In 2002, Kennedy and Franklin found that a skills-based intervention is an effective method for treating alexithymia. Kennedy and Franklin’s treatment plan involved giving the participants a series of questionnaires, psychodynamic therapies, cognitive-behavioural and skills-based therapies, and experiential therapies. After treatment, they found that participants were generally less ambivalent about expressing their emotion feelings and more attentive to their emotional states.

In 2017, based on their attention-appraisal model of alexithymia, Preece and colleagues recommended that alexithymia treatment should target trying to improve the developmental level of people’s emotion schemas and reduce people’s use of experiential avoidance of emotions as an emotion regulation strategy (i.e. the mechanisms hypothesized to underlie alexithymia difficulties in the attention-appraisal model of alexithymia).

In 2018, Löf, Clinton, Kaldo, and Rydén found that mentalisation-based treatment is also an effective method for treating alexithymia. Mentalisation is the ability to understand the mental state of oneself or others that underlies overt behaviour, and mentalisation-based treatment helps patients separate their own thoughts and feelings from those around them. This treatment is relational, and it focuses on gaining a better understanding and use of mentalising skills. The researchers found that all of the patients’ symptoms including alexithymia significantly improved, and the treatment promoted affect tolerance and the ability to think flexibly while expressing intense affect rather than impulsive behaviour.

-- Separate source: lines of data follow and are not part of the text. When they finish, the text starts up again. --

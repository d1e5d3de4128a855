//! Per-request strategy selection.

use serde::Serialize;

use crate::http::{Method, Request};

/// How an intercepted request is served. Checked in declaration order.
#[derive(Debug, Clone, Copy, PartialEq, Eq, Serialize, schemars::JsonSchema)]
#[serde(rename_all = "snake_case")]
pub enum Strategy {
    /// Non-GET under `/api/`: straight to the network, no partition touched.
    NetworkOnly,
    /// GET under `/api/`: cached copy now, refresh in the background.
    StaleWhileRevalidate,
    /// Image, font, style or script: partition first, network on miss.
    CacheFirst,
    /// Page load: network, cached root document if the fetch is rejected.
    NetworkFirstRootFallback,
    /// Everything else: network, any cached copy if the fetch is rejected.
    NetworkFirst,
}

pub fn is_api_path(path: &str) -> bool {
    path.starts_with("/api/")
}

pub fn classify(request: &Request) -> Strategy {
    if is_api_path(request.url.path()) {
        if request.method == Method::Get {
            return Strategy::StaleWhileRevalidate;
        }
        return Strategy::NetworkOnly;
    }

    if request.destination.is_static_asset() {
        return Strategy::CacheFirst;
    }

    if request.is_navigation() {
        return Strategy::NetworkFirstRootFallback;
    }

    Strategy::NetworkFirst
}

A significant issue impacting alexithymia treatment is that alexithymia has comorbidity with other disorders. Mendelson’s 1982 study showed that alexithymia frequently presented in people with undiagnosed chronic pain. Participants in Kennedy and Franklin’s study all had anxiety disorders in conjunction with alexithymia, while those in Löf et al. were diagnosed with both alexithymia and borderline personality disorder. All these comorbidity issues complicate treatment because it is difficult to examine people who exclusively have alexithymia.